WHAT TO WORK ON :: Please write out each entry below exactly as given.

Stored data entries
§ §

//! # Live Event Endpoint
//!
//! Fans the monitoring stream out to WebSocket clients. One shared
//! subscriber task reads the global events channel (every event, project-
//! scoped and stats included, is published there first) and routes each
//! event through per-client filters into bounded delivery queues. A
//! client whose queue is gone or full is dropped; closing the socket
//! removes the registration.

use std::sync::atomic::{AtomicBool, AtomicU64, Ordering};
use std::sync::Arc;
use std::time::Duration;

use axum::extract::ws::{Message, WebSocket};
use dashmap::DashMap;
use serde_json::Value;
use tokio::sync::mpsc;
use tracing::{debug, info, warn};

use nexus_shared::monitoring::MonitoringEvent;
use nexus_shared::types::GlobalStats;

use crate::context::SystemContext;
use crate::web::filter::ClientFilter;

/// Keep-alive ping cadence.
const PING_INTERVAL: Duration = Duration::from_secs(30);
/// Per-client delivery queue depth.
const CLIENT_BUFFER_SIZE: usize = 128;

struct ClientSession {
    filter: ClientFilter,
    tx: mpsc::Sender<String>,
}

pub struct WsManager {
    ctx: Arc<SystemContext>,
    clients: DashMap<u64, ClientSession>,
    next_client_id: AtomicU64,
    subscriber_started: AtomicBool,
}

impl std::fmt::Debug for WsManager {
    fn fmt(&self, f: &mut std::fmt::Formatter<'_>) -> std::fmt::Result {
        f.debug_struct("WsManager")
            .field("clients", &self.clients.len())
            .finish()
    }
}

impl WsManager {
    pub fn new(ctx: Arc<SystemContext>) -> Arc<Self> {
        Arc::new(Self {
            ctx,
            clients: DashMap::new(),
            next_client_id: AtomicU64::new(1),
            subscriber_started: AtomicBool::new(false),
        })
    }

    pub fn client_count(&self) -> usize {
        self.clients.len()
    }

    /// Start the shared subscriber on first use. Idempotent.
    async fn ensure_subscriber(self: &Arc<Self>) {
        if self
            .subscriber_started
            .compare_exchange(false, true, Ordering::SeqCst, Ordering::SeqCst)
            .is_err()
        {
            return;
        }
        let channels = vec![self.ctx.config.monitoring.events_channel.clone()];
        match self.ctx.pubsub.subscribe(&channels).await {
            Ok(mut stream) => {
                let manager = self.clone();
                tokio::spawn(async move {
                    while let Some((_, payload)) = stream.recv().await {
                        manager.route_event(&payload);
                    }
                    info!("live-stream subscriber ended");
                });
            }
            Err(e) => {
                warn!(error = %e, "live-stream subscription failed");
                self.subscriber_started.store(false, Ordering::SeqCst);
            }
        }
    }

    /// Deliver one serialized event to every matching client; drop clients
    /// that cannot accept it.
    fn route_event(&self, payload: &str) {
        let event: Value = match serde_json::from_str(payload) {
            Ok(event) => event,
            Err(e) => {
                warn!(error = %e, "undecodable monitoring event on stream");
                return;
            }
        };

        let mut dead = Vec::new();
        for entry in self.clients.iter() {
            if entry.value().filter.matches(&event)
                && entry.value().tx.try_send(payload.to_string()).is_err()
            {
                dead.push(*entry.key());
            }
        }
        for client_id in dead {
            debug!(client_id, "dropping unresponsive stream client");
            self.clients.remove(&client_id);
        }
    }

    /// Current stats snapshot: queue depths plus online worker count.
    pub async fn snapshot(&self) -> MonitoringEvent {
        let stats = GlobalStats {
            workers_online: self.ctx.queue.workers_online().await.unwrap_or(0),
            queue: self.ctx.queue.queue_depths().await.unwrap_or_default(),
            tasks_in_progress: 0,
        };
        MonitoringEvent::stats_snapshot(stats.queue.as_map(), stats.workers_online)
    }

    /// Drive one client connection to completion.
    pub async fn handle_socket(self: Arc<Self>, mut socket: WebSocket, filter: ClientFilter) {
        self.ensure_subscriber().await;

        let (tx, mut rx) = mpsc::channel(CLIENT_BUFFER_SIZE);
        let client_id = self.next_client_id.fetch_add(1, Ordering::Relaxed);
        self.clients.insert(client_id, ClientSession { filter, tx });
        info!(client_id, clients = self.clients.len(), "stream client connected");

        // Snapshot first, before any streamed events
        let snapshot = self.snapshot().await;
        if let Ok(payload) = serde_json::to_string(&snapshot) {
            if socket.send(Message::Text(payload.into())).await.is_err() {
                self.clients.remove(&client_id);
                return;
            }
        }

        let mut ping = tokio::time::interval(PING_INTERVAL);
        ping.tick().await; // first tick fires immediately

        loop {
            tokio::select! {
                event = rx.recv() => {
                    match event {
                        Some(payload) => {
                            if socket.send(Message::Text(payload.into())).await.is_err() {
                                break;
                            }
                        }
                        None => break, // manager dropped us
                    }
                }
                _ = ping.tick() => {
                    if socket.send(Message::Ping(Vec::new().into())).await.is_err() {
                        break;
                    }
                }
                incoming = socket.recv() => {
                    match incoming {
                        Some(Ok(Message::Close(_))) | Some(Err(_)) | None => break,
                        Some(Ok(_)) => {} // pongs and client chatter are ignored
                    }
                }
            }
        }

        self.clients.remove(&client_id);
        info!(client_id, clients = self.clients.len(), "stream client disconnected");
    }
}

§ §

RESULT BELOW ::
//! # Live Event Endpoint
//!
//! Fans the monitoring stream out to WebSocket clients. One shared
//! subscriber task reads the global events channel (every event, project-
//! scoped and stats included, is published there first) and routes each
//! event through per-client filters into bounded delivery queues. A
//! client whose queue is gone or full is dropped; closing the socket
//! removes the registration.

use std::sync::atomic::{AtomicBool, AtomicU64, Ordering};
use std::sync::Arc;
use std::time::Duration;

use axum::extract::ws::{Message, WebSocket};
use dashmap::DashMap;
use serde_json::Value;
use tokio::sync::mpsc;
use tracing::{debug, info, warn};

use nexus_shared::monitoring::MonitoringEvent;
use nexus_shared::types::GlobalStats;

use crate::context::SystemContext;
use crate::web::filter::ClientFilter;

/// Keep-alive ping cadence.
const PING_INTERVAL: Duration = Duration::from_secs(30);
/// Per-client delivery queue depth.
const CLIENT_BUFFER_SIZE: usize = 128;

struct ClientSession {
    filter: ClientFilter,
    tx: mpsc::Sender<String>,
}

pub struct WsManager {
    ctx: Arc<SystemContext>,
    clients: DashMap<u64, ClientSession>,
    next_client_id: AtomicU64,
    subscriber_started: AtomicBool,
}

impl std::fmt::Debug for WsManager {
    fn fmt(&self, f: &mut std::fmt::Formatter<'_>) -> std::fmt::Result {
        f.debug_struct("WsManager")
            .field("clients", &self.clients.len())
            .finish()
    }
}

impl WsManager {
    pub fn new(ctx: Arc<SystemContext>) -> Arc<Self> {
        Arc::new(Self {
            ctx,
            clients: DashMap::new(),
            next_client_id: AtomicU64::new(1),
            subscriber_started: AtomicBool::new(false),
        })
    }

    pub fn client_count(&self) -> usize {
        self.clients.len()
    }

    /// Start the shared subscriber on first use. Idempotent.
    async fn ensure_subscriber(self: &Arc<Self>) {
        if self
            .subscriber_started
            .compare_exchange(false, true, Ordering::SeqCst, Ordering::SeqCst)
            .is_err()
        {
            return;
        }
        let channels = vec![self.ctx.config.monitoring.events_channel.clone()];
        match self.ctx.pubsub.subscribe(&channels).await {
            Ok(mut stream) => {
                let manager = self.clone();
                tokio::spawn(async move {
                    while let Some((_, payload)) = stream.recv().await {
                        manager.route_event(&payload);
                    }
                    info!("live-stream subscriber ended");
                });
            }
            Err(e) => {
                warn!(error = %e, "live-stream subscription failed");
                self.subscriber_started.store(false, Ordering::SeqCst);
            }
        }
    }

    /// Deliver one serialized event to every matching client; drop clients
    /// that cannot accept it.
    fn route_event(&self, payload: &str) {
        let event: Value = match serde_json::from_str(payload) {
            Ok(event) => event,
            Err(e) => {
                warn!(error = %e, "undecodable monitoring event on stream");
                return;
            }
        };

        let mut dead = Vec::new();
        for entry in self.clients.iter() {
            if entry.value().filter.matches(&event)
                && entry.value().tx.try_send(payload.to_string()).is_err()
            {
                dead.push(*entry.key());
            }
        }
        for client_id in dead {
            debug!(client_id, "dropping unresponsive stream client");
            self.clients.remove(&client_id);
        }
    }

    /// Current stats snapshot: queue depths plus online worker count.
    pub async fn snapshot(&self) -> MonitoringEvent {
        let stats = GlobalStats {
            workers_online: self.ctx.queue.workers_online().await.unwrap_or(0),
            queue: self.ctx.queue.queue_depths().await.unwrap_or_default(),
            tasks_in_progress: 0,
        };
        MonitoringEvent::stats_snapshot(stats.queue.as_map(), stats.workers_online)
    }

    /// Drive one client connection to completion.
    pub async fn handle_socket(self: Arc<Self>, mut socket: WebSocket, filter: ClientFilter) {
        self.ensure_subscriber().await;

        let (tx, mut rx) = mpsc::channel(CLIENT_BUFFER_SIZE);
        let client_id = self.next_client_id.fetch_add(1, Ordering::Relaxed);
        self.clients.insert(client_id, ClientSession { filter, tx });
        info!(client_id, clients = self.clients.len(), "stream client connected");

        // Snapshot first, before any streamed events
        let snapshot = self.snapshot().await;
        if let Ok(payload) = serde_json::to_string(&snapshot) {
            if socket.send(Message::Text(payload.into())).await.is_err() {
                self.clients.remove(&client_id);
                return;
            }
        }

        let mut ping = tokio::time::interval(PING_INTERVAL);
        ping.tick().await; // first tick fires immediately

        loop {
            tokio::select! {
                event = rx.recv() => {
                    match event {
                        Some(payload) => {
                            if socket.send(Message::Text(payload.into())).await.is_err() {
                                break;
                            }
                        }
                        None => break, // manager dropped us
                    }
                }
                _ = ping.tick() => {
                    if socket.send(Message::Ping(Vec::new().into())).await.is_err() {
                        break;
                    }
                }
                incoming = socket.recv() => {
                    match incoming {
                        Some(Ok(Message::Close(_))) | Some(Err(_)) | None => break,
                        Some(Ok(_)) => {} // pongs and client chatter are ignored
                    }
                }
            }
        }

        self.clients.remove(&client_id);
        info!(client_id, clients = self.clients.len(), "stream client disconnected");
    }
}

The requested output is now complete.